▶ [Exercise details]: Your answer should be every line with the word "Stopped", copied from the data below.

▶ [Records supplied]:
[Start of Attachment]

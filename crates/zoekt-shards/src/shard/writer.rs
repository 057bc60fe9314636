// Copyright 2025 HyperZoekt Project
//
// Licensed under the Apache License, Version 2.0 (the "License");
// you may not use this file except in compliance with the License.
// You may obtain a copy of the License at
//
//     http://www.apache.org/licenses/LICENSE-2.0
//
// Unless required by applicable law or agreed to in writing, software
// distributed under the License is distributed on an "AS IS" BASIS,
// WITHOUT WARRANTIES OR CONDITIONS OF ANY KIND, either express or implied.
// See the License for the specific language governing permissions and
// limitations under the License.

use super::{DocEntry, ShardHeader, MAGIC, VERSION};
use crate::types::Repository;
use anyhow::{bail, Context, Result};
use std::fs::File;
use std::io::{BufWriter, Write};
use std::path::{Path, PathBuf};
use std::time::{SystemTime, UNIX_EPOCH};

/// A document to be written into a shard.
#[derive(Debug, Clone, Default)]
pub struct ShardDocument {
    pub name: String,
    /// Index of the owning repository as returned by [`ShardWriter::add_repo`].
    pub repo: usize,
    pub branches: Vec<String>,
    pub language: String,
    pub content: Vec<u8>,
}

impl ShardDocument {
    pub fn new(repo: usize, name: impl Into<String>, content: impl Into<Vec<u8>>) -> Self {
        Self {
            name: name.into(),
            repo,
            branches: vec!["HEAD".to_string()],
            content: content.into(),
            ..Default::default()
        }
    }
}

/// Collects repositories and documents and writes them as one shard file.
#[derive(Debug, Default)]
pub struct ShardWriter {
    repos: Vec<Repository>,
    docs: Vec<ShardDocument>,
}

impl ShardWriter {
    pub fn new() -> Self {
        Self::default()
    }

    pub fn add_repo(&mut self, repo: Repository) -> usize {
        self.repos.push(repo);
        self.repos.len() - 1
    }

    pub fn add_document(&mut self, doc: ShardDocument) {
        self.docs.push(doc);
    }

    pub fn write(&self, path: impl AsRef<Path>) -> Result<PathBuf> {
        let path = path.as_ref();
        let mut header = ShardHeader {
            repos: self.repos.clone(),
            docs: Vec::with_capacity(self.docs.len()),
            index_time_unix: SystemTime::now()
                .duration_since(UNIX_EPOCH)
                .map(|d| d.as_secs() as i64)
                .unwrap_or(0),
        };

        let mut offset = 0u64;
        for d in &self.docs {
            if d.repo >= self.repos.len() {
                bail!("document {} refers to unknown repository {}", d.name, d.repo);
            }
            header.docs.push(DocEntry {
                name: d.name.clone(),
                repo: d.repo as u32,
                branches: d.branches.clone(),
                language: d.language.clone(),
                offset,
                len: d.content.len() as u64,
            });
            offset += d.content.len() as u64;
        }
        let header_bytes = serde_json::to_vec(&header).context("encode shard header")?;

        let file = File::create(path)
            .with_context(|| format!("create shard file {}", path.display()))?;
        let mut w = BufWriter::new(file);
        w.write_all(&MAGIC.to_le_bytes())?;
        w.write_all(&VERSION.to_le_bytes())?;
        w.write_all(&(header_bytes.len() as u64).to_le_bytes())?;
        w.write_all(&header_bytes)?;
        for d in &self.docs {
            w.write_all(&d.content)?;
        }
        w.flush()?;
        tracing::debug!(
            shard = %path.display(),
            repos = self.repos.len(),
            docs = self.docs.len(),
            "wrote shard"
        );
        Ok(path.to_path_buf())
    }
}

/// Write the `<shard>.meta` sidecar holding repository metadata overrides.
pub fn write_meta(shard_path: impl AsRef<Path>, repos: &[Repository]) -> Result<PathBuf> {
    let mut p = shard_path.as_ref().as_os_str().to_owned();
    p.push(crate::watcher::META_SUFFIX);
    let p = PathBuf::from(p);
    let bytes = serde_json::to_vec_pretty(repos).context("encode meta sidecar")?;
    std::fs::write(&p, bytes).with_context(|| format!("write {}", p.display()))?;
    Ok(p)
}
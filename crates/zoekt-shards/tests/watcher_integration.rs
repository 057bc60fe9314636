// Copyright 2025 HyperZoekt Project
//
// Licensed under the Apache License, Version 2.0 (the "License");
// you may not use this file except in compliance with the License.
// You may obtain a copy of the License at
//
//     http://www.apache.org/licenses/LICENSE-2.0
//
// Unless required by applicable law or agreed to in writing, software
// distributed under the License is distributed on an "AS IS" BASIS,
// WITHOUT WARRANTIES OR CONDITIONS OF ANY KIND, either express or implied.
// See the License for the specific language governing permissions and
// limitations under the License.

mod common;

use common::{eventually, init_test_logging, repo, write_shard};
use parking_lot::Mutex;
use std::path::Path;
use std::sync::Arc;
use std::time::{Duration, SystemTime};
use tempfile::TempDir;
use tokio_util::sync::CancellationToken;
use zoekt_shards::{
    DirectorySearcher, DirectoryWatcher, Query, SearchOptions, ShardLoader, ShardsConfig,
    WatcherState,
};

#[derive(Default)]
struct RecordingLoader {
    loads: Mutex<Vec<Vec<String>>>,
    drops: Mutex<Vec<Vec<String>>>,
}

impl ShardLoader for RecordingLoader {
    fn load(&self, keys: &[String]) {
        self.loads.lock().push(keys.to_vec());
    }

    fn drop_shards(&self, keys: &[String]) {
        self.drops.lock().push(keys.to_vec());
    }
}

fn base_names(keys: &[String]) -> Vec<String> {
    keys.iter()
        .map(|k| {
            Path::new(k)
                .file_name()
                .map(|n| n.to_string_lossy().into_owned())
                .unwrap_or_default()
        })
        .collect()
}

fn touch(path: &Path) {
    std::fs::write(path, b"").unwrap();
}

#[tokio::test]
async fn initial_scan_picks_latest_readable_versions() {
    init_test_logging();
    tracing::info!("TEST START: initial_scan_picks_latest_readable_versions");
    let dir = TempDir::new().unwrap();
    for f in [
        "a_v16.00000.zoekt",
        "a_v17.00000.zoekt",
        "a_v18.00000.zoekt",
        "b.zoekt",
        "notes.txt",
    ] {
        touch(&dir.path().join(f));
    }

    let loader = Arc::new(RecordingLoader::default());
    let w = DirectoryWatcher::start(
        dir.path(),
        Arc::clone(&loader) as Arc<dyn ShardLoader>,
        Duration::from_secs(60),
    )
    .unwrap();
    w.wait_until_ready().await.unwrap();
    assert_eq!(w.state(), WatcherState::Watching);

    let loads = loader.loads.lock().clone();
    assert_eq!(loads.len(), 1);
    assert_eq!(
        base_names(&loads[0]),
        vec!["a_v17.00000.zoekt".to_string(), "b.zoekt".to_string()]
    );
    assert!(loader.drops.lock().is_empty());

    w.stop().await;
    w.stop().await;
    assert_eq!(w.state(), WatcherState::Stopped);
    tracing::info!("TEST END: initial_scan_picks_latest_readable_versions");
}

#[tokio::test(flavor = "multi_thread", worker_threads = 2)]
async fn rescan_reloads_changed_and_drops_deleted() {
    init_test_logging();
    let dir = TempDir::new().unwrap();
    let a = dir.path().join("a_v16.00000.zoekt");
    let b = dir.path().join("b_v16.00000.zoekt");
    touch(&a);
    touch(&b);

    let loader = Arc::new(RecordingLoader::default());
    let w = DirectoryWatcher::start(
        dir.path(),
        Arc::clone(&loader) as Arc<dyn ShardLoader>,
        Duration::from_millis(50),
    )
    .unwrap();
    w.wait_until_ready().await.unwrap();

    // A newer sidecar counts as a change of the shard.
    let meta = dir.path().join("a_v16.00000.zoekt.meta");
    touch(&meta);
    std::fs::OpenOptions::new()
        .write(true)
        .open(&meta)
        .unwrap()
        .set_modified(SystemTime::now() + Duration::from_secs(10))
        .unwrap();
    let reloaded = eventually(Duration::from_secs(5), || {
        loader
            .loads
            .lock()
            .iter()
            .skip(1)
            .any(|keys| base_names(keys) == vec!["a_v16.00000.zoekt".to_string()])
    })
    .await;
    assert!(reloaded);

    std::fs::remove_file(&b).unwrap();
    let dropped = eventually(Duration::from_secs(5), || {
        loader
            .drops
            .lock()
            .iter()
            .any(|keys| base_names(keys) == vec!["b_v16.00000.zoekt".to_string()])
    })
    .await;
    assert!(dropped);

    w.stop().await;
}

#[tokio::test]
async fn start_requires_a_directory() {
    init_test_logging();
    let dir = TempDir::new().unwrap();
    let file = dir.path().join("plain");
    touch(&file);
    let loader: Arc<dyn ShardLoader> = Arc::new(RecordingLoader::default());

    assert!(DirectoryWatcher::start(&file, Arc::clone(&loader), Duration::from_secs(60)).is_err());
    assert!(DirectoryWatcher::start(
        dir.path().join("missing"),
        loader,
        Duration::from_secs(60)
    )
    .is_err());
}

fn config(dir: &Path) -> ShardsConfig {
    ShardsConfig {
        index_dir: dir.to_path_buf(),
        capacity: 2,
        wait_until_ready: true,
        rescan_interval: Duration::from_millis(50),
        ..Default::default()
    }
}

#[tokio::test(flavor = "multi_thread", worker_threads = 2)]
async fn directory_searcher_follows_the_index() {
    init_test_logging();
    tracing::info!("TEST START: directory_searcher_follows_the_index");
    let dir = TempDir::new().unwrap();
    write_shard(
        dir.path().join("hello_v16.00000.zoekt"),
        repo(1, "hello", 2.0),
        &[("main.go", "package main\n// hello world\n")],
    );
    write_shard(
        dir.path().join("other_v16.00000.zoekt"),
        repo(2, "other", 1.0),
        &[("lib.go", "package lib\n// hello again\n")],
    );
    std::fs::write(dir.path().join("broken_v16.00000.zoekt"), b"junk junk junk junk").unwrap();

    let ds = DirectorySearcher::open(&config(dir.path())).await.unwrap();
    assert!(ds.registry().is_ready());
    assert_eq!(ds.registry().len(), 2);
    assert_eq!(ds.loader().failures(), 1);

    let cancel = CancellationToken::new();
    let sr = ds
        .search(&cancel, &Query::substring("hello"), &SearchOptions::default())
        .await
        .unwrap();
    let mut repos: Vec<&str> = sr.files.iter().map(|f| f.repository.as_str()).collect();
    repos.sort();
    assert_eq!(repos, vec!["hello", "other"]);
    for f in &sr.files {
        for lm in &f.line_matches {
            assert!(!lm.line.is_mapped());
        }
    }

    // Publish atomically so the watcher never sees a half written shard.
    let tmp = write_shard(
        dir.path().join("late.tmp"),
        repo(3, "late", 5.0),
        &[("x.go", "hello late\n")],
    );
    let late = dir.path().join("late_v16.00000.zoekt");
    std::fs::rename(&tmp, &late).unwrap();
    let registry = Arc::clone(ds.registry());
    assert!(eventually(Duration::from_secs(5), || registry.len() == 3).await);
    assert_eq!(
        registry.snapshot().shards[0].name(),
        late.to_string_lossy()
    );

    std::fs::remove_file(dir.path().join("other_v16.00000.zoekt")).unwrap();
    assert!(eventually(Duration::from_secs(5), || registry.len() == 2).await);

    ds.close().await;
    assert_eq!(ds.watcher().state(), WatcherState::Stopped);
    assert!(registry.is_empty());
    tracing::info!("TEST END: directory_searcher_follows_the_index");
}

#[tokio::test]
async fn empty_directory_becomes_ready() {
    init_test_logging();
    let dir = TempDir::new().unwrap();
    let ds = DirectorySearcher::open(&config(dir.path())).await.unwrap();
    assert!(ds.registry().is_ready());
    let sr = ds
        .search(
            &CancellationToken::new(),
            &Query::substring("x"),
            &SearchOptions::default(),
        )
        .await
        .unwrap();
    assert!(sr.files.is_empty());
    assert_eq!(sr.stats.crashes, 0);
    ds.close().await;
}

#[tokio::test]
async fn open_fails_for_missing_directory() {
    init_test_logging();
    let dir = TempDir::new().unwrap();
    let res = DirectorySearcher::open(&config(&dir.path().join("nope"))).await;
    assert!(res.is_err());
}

[End of Attachment]

▶ [Response]:
    assert_eq!(w.state(), WatcherState::Stopped);
    assert_eq!(ds.watcher().state(), WatcherState::Stopped);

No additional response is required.